Don’t let innovation walk past you.  My advise to any physician who wishes to make sure they take full advantage of the medical innovation which surrounds us is to learn the facts, and then come to your own conclusions.  God gave each of us a brain for a purpose.  It is an insult to the creator if we don’t use our own brains and let someone else do the thinking for us.  Furthermore, if you’re going to listen to someone else’s opinion, especially in the arena where it will affect the health of other individuals, make sure the person whose advise you are seeking has the experience of having treated patients in that area of medicine.  For those that are not doctors and are seeking medical advice, before you start to get medical advice from anyone, do the following things:  1.) Make sure the person you are dealing with has a license to practice medicine.  It is amazing how many doctors are giving advice and yet do not have a license to practice medicine themselves.  2.)  Make sure the doctor has some actual knowledge and experience based on having taken care of real patients as opposed to having read things in text books.  I know of doctors giving medical advice on specific treatments who have no license to prescribe and / or have never treated a single patient in their life.  Even their training was in fields such as epidemiology or radiology so they have never seen a patient since being a medical student.  3.)  Make sure the treatment being prescribed makes sense to you from a logical standpoint.  Ask questions.  If it doesn’t make sense from a physiological standpoint, my suggestion is get a second opinion from another doctor, preferably from a different practice.  Finally, 4.)  Always let your intuition be your guide.  Open up to the universe and the answer will usually present itself in short order.
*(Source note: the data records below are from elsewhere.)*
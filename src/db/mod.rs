//! Persistence layer for players, game sessions and per-level high scores.

mod achievements;
mod error;
mod models;
mod repository;
mod schema; // Diesel generated schema - internal use only

pub use error::{StoreError, StoreErrorKind};
pub use models::{
    GameSession, HighScore, HighScoreUpdate, NewGameSession, Player, RunOutcome,
};
pub use repository::{DEFAULT_BUSY_TIMEOUT_MS, MIGRATIONS, ScoreStore};
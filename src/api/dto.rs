//! Request and response bodies.

use chrono::NaiveDateTime;
use serde::{Deserialize, Serialize};

use crate::{GameSession, HighScore};

/// Message returned by `POST /update_score`.
pub const SCORE_UPDATED: &str = "Score updated successfully";

/// Body of `POST /update_score`.
#[derive(Debug, Clone, Serialize, Deserialize)]
pub struct UpdateScoreRequest {
    /// Player reporting the score.
    pub username: String,
    /// Score reached.
    pub score: i64,
    /// Level the score was reached on. Ignored by the in-memory board.
    #[serde(default)]
    pub level_id: Option<String>,
}

/// Plain acknowledgement.
#[derive(Debug, Clone, Serialize, Deserialize)]
pub struct MessageResponse {
    /// Acknowledgement text.
    pub message: String,
}

/// Body of `GET /get_score/{username}`.
#[derive(Debug, Clone, Serialize, Deserialize)]
pub struct ScoreResponse {
    /// Player asked about.
    pub username: String,
    /// Their score, 0 when unknown.
    pub score: i64,
}

/// Body of `POST /players`.
#[derive(Debug, Clone, Serialize, Deserialize)]
pub struct CreatePlayerRequest {
    /// Unique username.
    pub username: String,
    /// Shown name; defaults to the username.
    #[serde(default)]
    pub display_name: Option<String>,
}

/// Body of `POST /players/{username}/achievements`.
#[derive(Debug, Clone, Serialize, Deserialize)]
pub struct AwardAchievementRequest {
    /// Achievement id to award.
    pub achievement: String,
}

/// Body of `POST /sessions`.
#[derive(Debug, Clone, Serialize, Deserialize)]
pub struct RecordSessionRequest {
    /// Registered player who played.
    pub username: String,
    /// Level played.
    pub level_id: String,
    /// Score earned.
    pub score: i64,
    /// Collectibles picked up.
    #[serde(default)]
    pub collectibles: i64,
    /// Seconds taken.
    #[serde(default)]
    pub time_taken: i64,
    /// Achievements earned during the run, in order.
    #[serde(default)]
    pub achievements: Vec<String>,
    /// Completion time; defaults to when the request is handled.
    #[serde(default)]
    pub completed_at: Option<NaiveDateTime>,
}

/// Response of `POST /sessions`.
#[derive(Debug, Clone, Serialize, Deserialize)]
pub struct RecordSessionResponse {
    /// The stored session.
    pub session: GameSession,
    /// The player's best on that level after this run.
    pub high_score: HighScore,
    /// Whether this run set that best.
    pub new_best: bool,
}

/// Query of `GET /levels/{level_id}/high_scores`.
#[derive(Debug, Clone, Default, Serialize, Deserialize)]
pub struct LeaderboardQuery {
    /// Maximum rows to return.
    pub limit: Option<i64>,
}

/// Body of `GET /health`.
#[derive(Debug, Clone, Serialize, Deserialize)]
pub struct HealthResponse {
    /// Always `"ok"` when the server answers.
    pub status: String,
    /// Backend the server runs with.
    pub mode: String,
}
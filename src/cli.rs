//! Command-line interface for scorekeep.

use clap::{Parser, Subcommand};

/// Scorekeep - score tracking backend for games
#[derive(Parser, Debug)]
#[command(name = "scorekeep")]
#[command(about = "Records player scores, game sessions and high scores", long_about = None)]
#[command(version)]
pub struct Cli {
    /// Subcommand to run
    #[command(subcommand)]
    pub command: Command,
}

/// Available commands
#[derive(Subcommand, Debug)]
pub enum Command {
    /// Run the HTTP server
    Serve {
        /// TOML config file
        #[arg(short, long)]
        config: Option<std::path::PathBuf>,

        /// Host to bind to
        #[arg(long)]
        host: Option<String>,

        /// Port to bind to
        #[arg(short, long)]
        port: Option<u16>,

        /// Path to the database file (created if it doesn't exist)
        #[arg(long)]
        db_path: Option<String>,

        /// Serve the in-memory last-write-wins board instead of the database
        #[arg(long)]
        legacy: bool,
    },

    /// Apply pending database migrations and exit
    Migrate {
        /// TOML config file
        #[arg(short, long)]
        config: Option<std::path::PathBuf>,

        /// Path to the database file (created if it doesn't exist)
        #[arg(long)]
        db_path: Option<String>,
    },
}
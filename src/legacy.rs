//! In-memory last-write-wins score board.
//!
//! Keeps only the most recent score reported per username. Nothing survives a
//! restart. Each board owns its map; clones share it.

use std::collections::HashMap;
use std::sync::{Arc, PoisonError, RwLock};

use tracing::{debug, info, instrument};

/// Shared handle to an in-memory score map.
#[derive(Debug, Clone, Default)]
pub struct ScoreBoard {
    scores: Arc<RwLock<HashMap<String, i64>>>,
}

impl ScoreBoard {
    /// Creates an empty score board.
    #[instrument]
    pub fn new() -> Self {
        info!("Creating in-memory score board");
        Self::default()
    }

    /// Stores `score` for `username`, replacing whatever was there.
    #[instrument(skip(self))]
    pub fn update_score(&self, username: &str, score: i64) {
        let mut scores = self.scores.write().unwrap_or_else(PoisonError::into_inner);
        let previous = scores.insert(username.to_string(), score);
        debug!(?previous, "Score overwritten");
    }

    /// Last score reported for `username`, or 0 if none was.
    #[instrument(skip(self))]
    pub fn get_score(&self, username: &str) -> i64 {
        let scores = self.scores.read().unwrap_or_else(PoisonError::into_inner);
        scores.get(username).copied().unwrap_or(0)
    }

    /// Number of usernames with a stored score.
    pub fn len(&self) -> usize {
        self.scores
            .read()
            .unwrap_or_else(PoisonError::into_inner)
            .len()
    }

    /// Whether no score has been reported yet.
    pub fn is_empty(&self) -> bool {
        self.len() == 0
    }
}

#[cfg(test)]
mod tests {
    use super::*;

    #[test]
    fn unknown_username_scores_zero() {
        let board = ScoreBoard::new();
        assert_eq!(board.get_score("nobody"), 0);
        assert!(board.is_empty());
    }

    #[test]
    fn last_write_wins() {
        let board = ScoreBoard::new();
        for score in [10, 300, 5, 42] {
            board.update_score("alice", score);
        }
        assert_eq!(board.get_score("alice"), 42);
        assert_eq!(board.len(), 1);
    }

    #[test]
    fn clones_share_state_but_boards_are_isolated() {
        let board = ScoreBoard::new();
        let handle = board.clone();
        handle.update_score("bob", 7);
        assert_eq!(board.get_score("bob"), 7);

        let other = ScoreBoard::new();
        assert_eq!(other.get_score("bob"), 0);
    }

    #[test]
    fn concurrent_writers_leave_one_of_their_values() {
        let board = ScoreBoard::new();
        let handles: Vec<_> = (0..8)
            .map(|i| {
                let board = board.clone();
                std::thread::spawn(move || board.update_score("carol", i))
            })
            .collect();
        for handle in handles {
            handle.join().unwrap();
        }
        assert!((0..8).contains(&board.get_score("carol")));
    }
}
//! Entity module - SeaORM definitions for the console's local store.
//! The backend owns every business record; locally we keep only operator
//! sessions and stock-correction drafts that have not been saved yet.

pub mod operator_session;
pub mod stock_correction;

pub use operator_session::{
    Column as OperatorSessionColumn, Entity as OperatorSession, Model as OperatorSessionModel,
};
pub use stock_correction::{
    Column as StockCorrectionColumn, Entity as StockCorrection, Model as StockCorrectionModel,
};
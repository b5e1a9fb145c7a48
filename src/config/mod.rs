/// Database configuration and connection management
pub mod database;

/// Settings loading from config.toml and the environment
pub mod settings;

pub use settings::{Settings, load_default_settings};
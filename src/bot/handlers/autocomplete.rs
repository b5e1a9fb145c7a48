//! Autocomplete handlers for Discord slash command parameters.
//!
//! Suggestions come from the shared caches and are only offered to operators
//! whose role grants the section the command belongs to. An empty cache is
//! filled once using the caller's session; autocomplete never surfaces errors,
//! it just suggests nothing.

use crate::{
    api::{Session, endpoints},
    bot::{BotData, render::truncate_chars},
    core::{
        access::{Component, has_access},
        reconcile::Keyed,
        session,
    },
    errors::{Error, Result},
};

/// Discord autocomplete limit
const MAX_SUGGESTIONS: usize = 25;

/// Discord's limit on an autocomplete choice, in characters
const MAX_CHOICE_LEN: usize = 100;

/// Label shown for a record, e.g. `Ikeja (#4)`.
///
/// Long names are cut so the label fits a choice; the id suffix is always kept.
#[must_use]
pub fn record_label(name: &str, id: i64) -> String {
    let suffix = format!(" (#{id})");
    let room = MAX_CHOICE_LEN.saturating_sub(suffix.chars().count());
    format!("{}{suffix}", truncate_chars(name, room))
}

/// Extracts the id from a [`record_label`], a `#4` or a bare `4`.
#[must_use]
pub fn parse_record_id(label: &str) -> Option<i64> {
    let label = label.trim();
    let raw = label
        .strip_suffix(')')
        .and_then(|rest| rest.rsplit_once("(#"))
        .map_or(label, |(_, id)| id);
    raw.trim_start_matches('#').parse().ok()
}

/// Finds the record a command argument refers to: a label, an id, or an exact name.
///
/// # Errors
/// Returns [`Error::NotFound`] if nothing matches.
pub fn resolve_label<'a, T: Keyed>(
    items: &'a [T],
    label: &str,
    name: impl Fn(&T) -> &str,
    entity: &'static str,
) -> Result<&'a T> {
    let by_id = parse_record_id(label).and_then(|id| items.iter().find(|item| item.key() == id));
    by_id
        .or_else(|| {
            items
                .iter()
                .find(|item| name(item).eq_ignore_ascii_case(label.trim()))
        })
        .ok_or_else(|| Error::NotFound {
            entity,
            key: label.to_string(),
        })
}

/// Labels of cached records whose name contains `partial`, sorted.
fn suggest<T: Keyed>(items: &[T], name: impl Fn(&T) -> &str, partial: &str) -> Vec<String> {
    let partial_lower = partial.to_lowercase();
    let mut matching: Vec<String> = items
        .iter()
        .filter(|item| name(item).to_lowercase().contains(&partial_lower))
        .map(|item| record_label(name(item), item.key()))
        .take(MAX_SUGGESTIONS)
        .collect();
    matching.sort();
    matching
}

/// The caller's stored session, if they are logged in.
async fn stored_session(ctx: poise::Context<'_, BotData, Error>) -> Option<Session> {
    session::load(&ctx.data().database, &ctx.author().id.to_string())
        .await
        .ok()
        .flatten()
}

/// Keeps the session only if its role grants `component`.
fn permitted(session: Option<Session>, component: Component) -> Option<Session> {
    session.filter(|session| has_access(&session.profile, component))
}

async fn release_session(ctx: poise::Context<'_, BotData, Error>, session: &mut Session) {
    if let Err(e) = session::persist_if_refreshed(&ctx.data().database, session).await {
        tracing::warn!("Could not persist refreshed tokens: {}", e);
    }
}

/// Provides autocomplete suggestions for delivery areas.
pub async fn autocomplete_area(
    ctx: poise::Context<'_, BotData, Error>,
    partial: &str,
) -> Vec<String> {
    let Some(mut session) = permitted(stored_session(ctx).await, Component::DeliveryManagement)
    else {
        return Vec::new();
    };
    let data = ctx.data();
    let mut areas = data.caches.areas.snapshot().await;
    if areas.is_empty() {
        if let Ok(loaded) = endpoints::list_areas(&data.api, &mut session).await {
            data.caches.areas.replace(loaded.clone()).await;
            areas = loaded;
        }
        release_session(ctx, &mut session).await;
    }
    suggest(&areas, |area| area.name.as_str(), partial)
}

async fn product_suggestions(
    ctx: poise::Context<'_, BotData, Error>,
    partial: &str,
    component: Component,
) -> Vec<String> {
    let Some(mut session) = permitted(stored_session(ctx).await, component) else {
        return Vec::new();
    };
    let data = ctx.data();
    let mut products = data.caches.products.snapshot().await;
    if products.is_empty() {
        if let Ok(loaded) = endpoints::list_products(&data.api, &mut session).await {
            data.caches.products.replace(loaded.clone()).await;
            products = loaded;
        }
        release_session(ctx, &mut session).await;
    }
    suggest(&products, |product| product.name.as_str(), partial)
}

/// Product suggestions for discount commands.
pub async fn autocomplete_discount_product(
    ctx: poise::Context<'_, BotData, Error>,
    partial: &str,
) -> Vec<String> {
    product_suggestions(ctx, partial, Component::Discounts).await
}

/// Product suggestions for stock correction commands.
pub async fn autocomplete_stock_product(
    ctx: poise::Context<'_, BotData, Error>,
    partial: &str,
) -> Vec<String> {
    product_suggestions(ctx, partial, Component::StockCorrection).await
}

/// Provides autocomplete suggestions for vehicle types.
pub async fn autocomplete_vehicle_type(
    ctx: poise::Context<'_, BotData, Error>,
    partial: &str,
) -> Vec<String> {
    let Some(mut session) = permitted(stored_session(ctx).await, Component::DeliveryManagement)
    else {
        return Vec::new();
    };
    let data = ctx.data();
    let mut vehicle_types = data.caches.vehicle_types.snapshot().await;
    if vehicle_types.is_empty() {
        if let Ok(loaded) = endpoints::list_vehicle_types(&data.api, &mut session).await {
            data.caches.vehicle_types.replace(loaded.clone()).await;
            vehicle_types = loaded;
        }
        release_session(ctx, &mut session).await;
    }
    suggest(&vehicle_types, |vehicle| vehicle.name.as_str(), partial)
}

#[cfg(test)]
mod tests {
    use super::*;
    use crate::test_utils::{test_product, test_session};

    #[test]
    fn test_parse_record_id() {
        assert_eq!(parse_record_id("Ikeja (#4)"), Some(4));
        assert_eq!(parse_record_id("Name (with) parens (#12)"), Some(12));
        assert_eq!(parse_record_id("#7"), Some(7));
        assert_eq!(parse_record_id(" 9 "), Some(9));
        assert_eq!(parse_record_id("Ikeja"), None);
        assert_eq!(parse_record_id(&record_label("Rice 5kg", 31)), Some(31));
    }

    #[test]
    fn test_resolve_label() {
        let products = vec![test_product(1, "Rice 5kg", 4), test_product(2, "Beans", 4)];
        assert_eq!(
            resolve_label(&products, "Beans (#2)", |p| p.name.as_str(), "Product")
                .map(|p| p.id)
                .ok(),
            Some(2)
        );
        assert_eq!(
            resolve_label(&products, "rice 5KG", |p| p.name.as_str(), "Product")
                .map(|p| p.id)
                .ok(),
            Some(1)
        );
        assert!(matches!(
            resolve_label(&products, "Lentils", |p| p.name.as_str(), "Product"),
            Err(Error::NotFound { .. })
        ));
    }

    #[test]
    fn test_suggest_filters_and_sorts() {
        let products = vec![
            test_product(1, "Rice 5kg", 4),
            test_product(2, "Beans", 4),
            test_product(3, "Brown rice", 4),
        ];
        assert_eq!(
            suggest(&products, |p| p.name.as_str(), "RICE"),
            vec!["Brown rice (#3)", "Rice 5kg (#1)"]
        );
        assert_eq!(suggest(&products, |p| p.name.as_str(), "").len(), 3);
    }

    #[test]
    fn test_record_label_fits_a_choice() {
        let label = record_label(&"Very long area name ".repeat(10), 123_456);
        assert_eq!(label.chars().count(), 100);
        assert!(label.ends_with("… (#123456)"));
        assert_eq!(parse_record_id(&label), Some(123_456));
        assert_eq!(record_label("Ikeja", 4), "Ikeja (#4)");
    }

    #[test]
    fn test_permitted_checks_the_section() {
        let support_only = test_session("support", &["support"]);
        assert!(permitted(Some(support_only.clone()), Component::Discounts).is_none());
        assert!(permitted(Some(support_only), Component::Support).is_some());

        let stock = test_session("warehouse", &["stock-correction"]);
        assert!(permitted(Some(stock.clone()), Component::StockCorrection).is_some());
        assert!(permitted(Some(stock), Component::DeliveryManagement).is_none());

        let admin = test_session("super_admin", &[]);
        assert!(permitted(Some(admin), Component::DeliveryManagement).is_some());
        assert!(permitted(None, Component::Support).is_none());
    }
}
Those of you who are innovative and are striving to improve the science of medicine and contributing to the continuation of advances in medical science, I applaud you.  Those that are intent on showing deficiencies rather than solving deficiencies, or spend more time and energy in creating issues for these innovators, or who themselves have never had an original thought or a new idea, remember that if you are not a part of the solution, you are part of the problem.  Moving forward is always greater and takes more effort than sitting back in the same seat.  Remember that where growth stops, decay sets in.  And this decay is overly abundant and prevalent not only in the current state of medicine, but appears to be a characteristic of all opposition to innovation in medicine historically.  We, as a profession, are obligated to find those few medical innovators among us, embrace them, and find out how we can help them to further the science of medicine to help not only our patients, but our future generations as well.